**Task to carry out:** In the records that follow, find each line with the word "crate" and copy it.

**Provided material:**
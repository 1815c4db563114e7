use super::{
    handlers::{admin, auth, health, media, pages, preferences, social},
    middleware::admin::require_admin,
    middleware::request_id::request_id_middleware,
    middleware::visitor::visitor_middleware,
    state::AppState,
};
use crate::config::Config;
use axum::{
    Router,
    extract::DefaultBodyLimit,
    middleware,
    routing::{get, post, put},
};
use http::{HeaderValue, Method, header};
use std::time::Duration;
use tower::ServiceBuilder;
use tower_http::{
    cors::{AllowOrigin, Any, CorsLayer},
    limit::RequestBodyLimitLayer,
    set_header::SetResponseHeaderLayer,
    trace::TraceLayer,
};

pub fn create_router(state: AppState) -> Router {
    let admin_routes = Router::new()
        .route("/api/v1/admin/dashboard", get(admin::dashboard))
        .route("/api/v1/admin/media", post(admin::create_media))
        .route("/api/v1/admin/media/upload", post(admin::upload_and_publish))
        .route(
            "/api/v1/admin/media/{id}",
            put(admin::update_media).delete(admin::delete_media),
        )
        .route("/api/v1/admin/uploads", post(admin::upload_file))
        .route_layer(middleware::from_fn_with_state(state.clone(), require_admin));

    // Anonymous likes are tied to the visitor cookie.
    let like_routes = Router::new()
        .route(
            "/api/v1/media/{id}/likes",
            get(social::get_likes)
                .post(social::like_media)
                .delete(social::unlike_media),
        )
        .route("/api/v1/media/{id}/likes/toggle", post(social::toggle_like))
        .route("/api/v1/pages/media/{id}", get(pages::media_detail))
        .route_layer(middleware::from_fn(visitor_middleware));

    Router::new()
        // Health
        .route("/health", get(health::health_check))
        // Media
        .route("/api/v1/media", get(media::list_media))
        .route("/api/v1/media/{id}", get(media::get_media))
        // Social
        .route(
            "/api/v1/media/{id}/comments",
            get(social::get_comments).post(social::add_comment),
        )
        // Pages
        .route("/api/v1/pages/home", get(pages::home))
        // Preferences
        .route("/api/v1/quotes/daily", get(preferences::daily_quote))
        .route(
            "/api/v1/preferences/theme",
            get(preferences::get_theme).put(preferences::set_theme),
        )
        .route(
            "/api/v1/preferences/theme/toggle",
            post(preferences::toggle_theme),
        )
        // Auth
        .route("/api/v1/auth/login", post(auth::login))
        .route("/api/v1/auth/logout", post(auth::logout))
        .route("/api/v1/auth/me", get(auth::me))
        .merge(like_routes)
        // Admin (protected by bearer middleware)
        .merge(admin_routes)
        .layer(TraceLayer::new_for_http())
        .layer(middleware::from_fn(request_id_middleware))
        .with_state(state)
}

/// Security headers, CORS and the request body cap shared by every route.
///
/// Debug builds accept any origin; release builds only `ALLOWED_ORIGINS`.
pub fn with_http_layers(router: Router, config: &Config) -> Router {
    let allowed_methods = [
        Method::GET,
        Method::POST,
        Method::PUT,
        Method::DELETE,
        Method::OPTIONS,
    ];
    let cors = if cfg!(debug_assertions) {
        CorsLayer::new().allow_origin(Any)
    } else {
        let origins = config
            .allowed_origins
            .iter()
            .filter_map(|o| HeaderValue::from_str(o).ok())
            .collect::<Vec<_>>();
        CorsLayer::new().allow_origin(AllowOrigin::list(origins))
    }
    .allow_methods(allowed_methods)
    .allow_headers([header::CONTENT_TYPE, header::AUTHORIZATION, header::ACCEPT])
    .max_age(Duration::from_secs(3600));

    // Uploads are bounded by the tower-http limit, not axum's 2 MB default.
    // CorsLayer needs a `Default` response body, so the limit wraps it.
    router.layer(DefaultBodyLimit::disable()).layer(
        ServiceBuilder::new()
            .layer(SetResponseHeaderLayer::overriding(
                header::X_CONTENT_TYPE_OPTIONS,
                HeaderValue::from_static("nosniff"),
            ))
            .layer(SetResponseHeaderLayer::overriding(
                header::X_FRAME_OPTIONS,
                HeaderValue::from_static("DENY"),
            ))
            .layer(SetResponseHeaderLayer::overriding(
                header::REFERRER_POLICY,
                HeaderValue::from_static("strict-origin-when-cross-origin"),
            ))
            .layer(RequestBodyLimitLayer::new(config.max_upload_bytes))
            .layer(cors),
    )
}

==

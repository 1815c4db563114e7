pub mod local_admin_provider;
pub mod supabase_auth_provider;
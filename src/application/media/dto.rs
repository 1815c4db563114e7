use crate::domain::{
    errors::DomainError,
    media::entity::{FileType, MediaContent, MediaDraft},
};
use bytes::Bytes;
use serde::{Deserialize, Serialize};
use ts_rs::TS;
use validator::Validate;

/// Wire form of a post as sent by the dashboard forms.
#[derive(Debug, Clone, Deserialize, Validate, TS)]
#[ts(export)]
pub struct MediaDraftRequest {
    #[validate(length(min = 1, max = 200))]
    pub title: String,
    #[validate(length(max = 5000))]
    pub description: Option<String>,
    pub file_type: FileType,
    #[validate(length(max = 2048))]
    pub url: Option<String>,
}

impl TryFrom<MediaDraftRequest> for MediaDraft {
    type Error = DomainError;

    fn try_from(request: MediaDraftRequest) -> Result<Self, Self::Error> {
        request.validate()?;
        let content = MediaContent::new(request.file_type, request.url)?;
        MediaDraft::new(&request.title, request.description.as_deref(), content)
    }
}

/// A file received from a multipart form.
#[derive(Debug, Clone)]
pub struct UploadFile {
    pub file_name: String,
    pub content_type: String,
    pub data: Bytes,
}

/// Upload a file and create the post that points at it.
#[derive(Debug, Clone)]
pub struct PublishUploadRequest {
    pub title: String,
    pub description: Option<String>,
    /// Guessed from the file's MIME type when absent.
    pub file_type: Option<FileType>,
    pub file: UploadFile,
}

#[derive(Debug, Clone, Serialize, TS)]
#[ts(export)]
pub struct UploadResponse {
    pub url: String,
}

**Task output:**
use crate::config::Config;
use crate::domain::{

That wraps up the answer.